Dive Brief:
- In its 2018 Safety Performance Report, the Associated Builders and Contractors (ABC) said that contractors who use the association's Safety Performance Evaluation Process (STEP) can make their companies up to 670% safer than the industry average and reduce reportable safety incidents by 85%.
- ABC found that using proactive safety measures, or leading indicators, like substance abuse programs and new-hire orientations, make companies safer to work for than those that do not use such strategies. The other core leading indicators of the STEP program are site-specific safety orientations, toolbox talks, near-miss/near-hit analysis and establishment of a site safety committee.
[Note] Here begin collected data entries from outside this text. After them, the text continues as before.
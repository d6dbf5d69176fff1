//! Seed sources
//!
//! The seed is a static ordered list of `{name, barcode}` pairs consulted only
//! when the durable slot has never been written.

use crate::error::SeedError;
use async_trait::async_trait;
use pertes_model::SeedEntry;
use std::path::{Path, PathBuf};

/// Provider of the one-time seed import
#[async_trait]
pub trait SeedSource: Send + Sync {
    /// Fetch the seed entries in order
    ///
    /// # Errors
    /// Returns error if the seed cannot be fetched or decoded
    async fn fetch(&self) -> Result<Vec<SeedEntry>, SeedError>;
}

/// Decode a seed payload (a JSON array of `{name, barcode}` objects)
///
/// # Errors
/// Returns [`SeedError::Malformed`] if the payload is not such an array
pub fn parse_seed(bytes: &[u8]) -> Result<Vec<SeedEntry>, SeedError> {
    Ok(serde_json::from_slice(bytes)?)
}

/// Seed read from a JSON file on disk
#[derive(Debug, Clone)]
pub struct JsonFileSeed {
    path: PathBuf,
}

impl JsonFileSeed {
    /// Create seed source for file
    #[inline]
    #[must_use]
    pub fn new(path: impl Into<PathBuf>) -> Self {
        Self { path: path.into() }
    }

    /// Seed file path
    #[inline]
    #[must_use]
    pub fn path(&self) -> &Path {
        &self.path
    }
}

#[async_trait]
impl SeedSource for JsonFileSeed {
    async fn fetch(&self) -> Result<Vec<SeedEntry>, SeedError> {
        let bytes = tokio::fs::read(&self.path)
            .await
            .map_err(|e| SeedError::io_error(&self.path, e))?;
        parse_seed(&bytes)
    }
}

/// Seed held in memory
#[derive(Debug, Clone, Default)]
pub struct StaticSeed {
    entries: Vec<SeedEntry>,
}

impl StaticSeed {
    /// Create seed from entries
    #[inline]
    #[must_use]
    pub fn new(entries: Vec<SeedEntry>) -> Self {
        Self { entries }
    }
}

#[async_trait]
impl SeedSource for StaticSeed {
    async fn fetch(&self) -> Result<Vec<SeedEntry>, SeedError> {
        Ok(self.entries.clone())
    }
}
The ABC's report also noted that in addition to employee engagement, a successful safety program must have C-Suite engagement, which can reduce a company's total recordable incident rate (TRIR) by 70%.
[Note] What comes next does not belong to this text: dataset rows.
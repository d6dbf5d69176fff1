use pertes_offline::{
    AssetManifest, CacheStorage, CachedSeed, DirFetcher, OfflineCache, ASSETS, CACHE_GENERATION,
};
use pertes_store::{CatalogStore, MemorySlot, SeedSource};
use pretty_assertions::assert_eq;
use std::path::Path;
use std::sync::Arc;

/// One file per asset; "/" is served by the same index.html as "/index.html"
fn write_site(root: &Path) {
    for asset in ASSETS {
        let relative = asset.trim_start_matches('/');
        if relative.is_empty() {
            continue;
        }
        let file = root.join(relative);
        std::fs::create_dir_all(file.parent().unwrap()).unwrap();
        std::fs::write(&file, format!("contents of {asset}")).unwrap();
    }
    std::fs::write(
        root.join("products.json"),
        r#"[{"name":"Lait","barcode":"123"},{"name":"Beurre","barcode":"456"}]"#,
    )
    .unwrap();
}

#[tokio::test]
async fn release_upgrade_keeps_only_new_generation() {
    let site = tempfile::tempdir().unwrap();
    write_site(site.path());
    let storage = CacheStorage::new();

    let previous = OfflineCache::new(
        DirFetcher::new(site.path()),
        AssetManifest::new("pertes-v0"),
        storage.clone(),
    );
    previous.install().await.unwrap();
    previous.activate();

    let current = OfflineCache::new(
        DirFetcher::new(site.path()),
        AssetManifest::default(),
        storage.clone(),
    );
    current.install().await.unwrap();
    assert_eq!(storage.generations(), ["pertes-v0", CACHE_GENERATION]);

    let removed = current.activate();

    assert_eq!(removed, ["pertes-v0"]);
    assert_eq!(storage.generations(), [CACHE_GENERATION]);
}

#[tokio::test]
async fn first_launch_offline_after_install() {
    let site = tempfile::tempdir().unwrap();
    write_site(site.path());
    let cache = Arc::new(OfflineCache::new(
        DirFetcher::new(site.path()),
        AssetManifest::default(),
        CacheStorage::new(),
    ));
    cache.install().await.unwrap();
    cache.activate();

    std::fs::remove_dir_all(site.path()).unwrap();

    let root = cache.fetch("/").await.unwrap();
    assert_eq!(&root[..], b"contents of /index.html");
    let index = cache.fetch("/index.html").await.unwrap();
    assert_eq!(root, index);

    let seed = CachedSeed::new(cache, "/products.json");
    assert_eq!(seed.fetch().await.unwrap().len(), 2);

    let mut store = CatalogStore::new(MemorySlot::new("products"));
    let hydration = store.hydrate(&seed).await.unwrap();
    assert!(hydration.is_from_seed());
    assert_eq!(hydration.products()[1].search_key(), "beurre");
}

#[tokio::test]
async fn missing_asset_aborts_install() {
    let site = tempfile::tempdir().unwrap();
    write_site(site.path());
    std::fs::remove_file(site.path().join("style.css")).unwrap();
    let storage = CacheStorage::new();
    let cache = OfflineCache::new(
        DirFetcher::new(site.path()),
        AssetManifest::default(),
        storage.clone(),
    );

    assert!(cache.install().await.is_err());
    assert!(storage.generations().is_empty());
}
- The STEP process allows contractors to measure their safety programs according to 20 key components; learn the best practices that reduce TRIRs, DART (days away, restricted or transferred) rates and EMRs (experience modification rates); benchmark their safety records against the rest of the industry; measure their improvement; and demonstrate their commitment to safety.
Dive Insight:
Despite initiatives like STEP, some construction industry safety organizations have reported distressing safety statistics recently.
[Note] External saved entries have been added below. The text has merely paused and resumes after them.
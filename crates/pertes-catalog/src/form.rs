//! Product form - the caller-side validation boundary
//!
//! Catalog operations never validate; the form does, before anything is
//! mutated. Checks run in order and stop at the first failure:
//!
//! 1. name empty after trimming
//! 2. barcode empty after trimming
//! 3. barcode already used by another product (adding only)

use crate::error::{Field, ValidationError};
use pertes_model::{Product, ProductId};

/// What the form is for
#[derive(Debug, Clone, PartialEq, Eq)]
pub enum FormMode {
    /// Creating a new product
    Add,
    /// Editing an existing product
    Edit(ProductId),
}

/// Validated form contents, ready to apply
#[derive(Debug, Clone, PartialEq, Eq)]
pub struct Submission {
    /// Add or edit of a given product
    pub mode: FormMode,
    /// Trimmed name
    pub name: String,
    /// Trimmed barcode
    pub barcode: String,
}

/// Add/edit form state
#[derive(Debug, Clone, PartialEq, Eq)]
pub struct ProductForm {
    mode: FormMode,
    name: String,
    barcode: String,
    name_error: bool,
    barcode_error: bool,
}

impl ProductForm {
    /// Empty form for a new product
    #[must_use]
    pub fn add() -> Self {
        Self {
            mode: FormMode::Add,
            name: String::new(),
            barcode: String::new(),
            name_error: false,
            barcode_error: false,
        }
    }

    /// Form pre-filled with `product`
    #[must_use]
    pub fn edit(product: &Product) -> Self {
        Self {
            mode: FormMode::Edit(product.id().clone()),
            name: product.name().to_string(),
            barcode: product.barcode().to_string(),
            name_error: false,
            barcode_error: false,
        }
    }

    /// Form mode
    #[inline]
    #[must_use]
    pub fn mode(&self) -> &FormMode {
        &self.mode
    }

    /// Current name input
    #[inline]
    #[must_use]
    pub fn name(&self) -> &str {
        &self.name
    }

    /// Current barcode input
    #[inline]
    #[must_use]
    pub fn barcode(&self) -> &str {
        &self.barcode
    }

    /// Replace name input
    pub fn set_name(&mut self, name: impl Into<String>) {
        self.name = name.into();
    }

    /// Replace barcode input
    pub fn set_barcode(&mut self, barcode: impl Into<String>) {
        self.barcode = barcode.into();
    }

    /// Whether `field` is flagged
    #[inline]
    #[must_use]
    pub fn has_error(&self, field: Field) -> bool {
        match field {
            Field::Name => self.name_error,
            Field::Barcode => self.barcode_error,
        }
    }

    /// Focusing a field clears its flag
    pub fn focus(&mut self, field: Field) {
        self.set_error(field, false);
    }

    /// Clear both flags
    pub fn clear_errors(&mut self) {
        self.name_error = false;
        self.barcode_error = false;
    }

    fn set_error(&mut self, field: Field, flagged: bool) {
        match field {
            Field::Name => self.name_error = flagged,
            Field::Barcode => self.barcode_error = flagged,
        }
    }

    /// Validate the inputs against `products`
    ///
    /// Clears previous flags first; on failure the offending field is flagged.
    ///
    /// # Errors
    /// Returns the first [`ValidationError`] found
    pub fn validate(&mut self, products: &[Product]) -> Result<Submission, ValidationError> {
        self.clear_errors();
        match validate_inputs(&self.mode, &self.name, &self.barcode, products) {
            Ok((name, barcode)) => Ok(Submission {
                mode: self.mode.clone(),
                name,
                barcode,
            }),
            Err(e) => {
                self.set_error(e.field(), true);
                Err(e)
            }
        }
    }
}

/// Trim and check raw inputs, returning the trimmed `(name, barcode)`
///
/// # Errors
/// Returns the first [`ValidationError`] found
pub fn validate_inputs(
    mode: &FormMode,
    name: &str,
    barcode: &str,
    products: &[Product],
) -> Result<(String, String), ValidationError> {
    let name = name.trim();
    let barcode = barcode.trim();

    if name.is_empty() {
        return Err(ValidationError::EmptyName);
    }
    if barcode.is_empty() {
        return Err(ValidationError::EmptyBarcode);
    }
    if *mode == FormMode::Add && products.iter().any(|p| p.barcode() == barcode) {
        return Err(ValidationError::DuplicateBarcode(barcode.to_string()));
    }

    Ok((name.to_string(), barcode.to_string()))
}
During the last few months, the Center for Construction Research and Training (CPWR) found construction-site safety lacking in a few areas. Most recently, the CPWR determined that the number of fatal construction caught-in and caught-between injuries increased 33% from 2011 to 2015, which was more than the overall 26% increase in construction fatalities for that same period. The center said 67% of those who died were killed by falling materials. Ironworkers, older workers and those under 20 years of age were most likely to die in caught-in/between incidents.
In December, the CPWR also reported that more than 800 construction workers between 2011 and 2015 were killed in struck-by accidents. Nearly 18% of those fatalities died from being hit by a vehicle. The CPWR found that almost 60% of those workers died in a construction work zone. Of those workers killed by something other than a vehicle, 51% died from being hit by falling objects or equipment.
OSHA is still the gatekeeper for all things related to construction safety, but has had to navigate industry obstacles in the last few years in order to modernize its accident and injury reporting mechanism. The agency developed a rule that requires most categories of companies, construction included, to electronically report their injuries and illnesses.
OSHA received pushback against its plan to publicize the results, leading the agency to announce in November that it would issue a proposal to amend the rule so that employers would not have to submit forms that included sensitive employee information.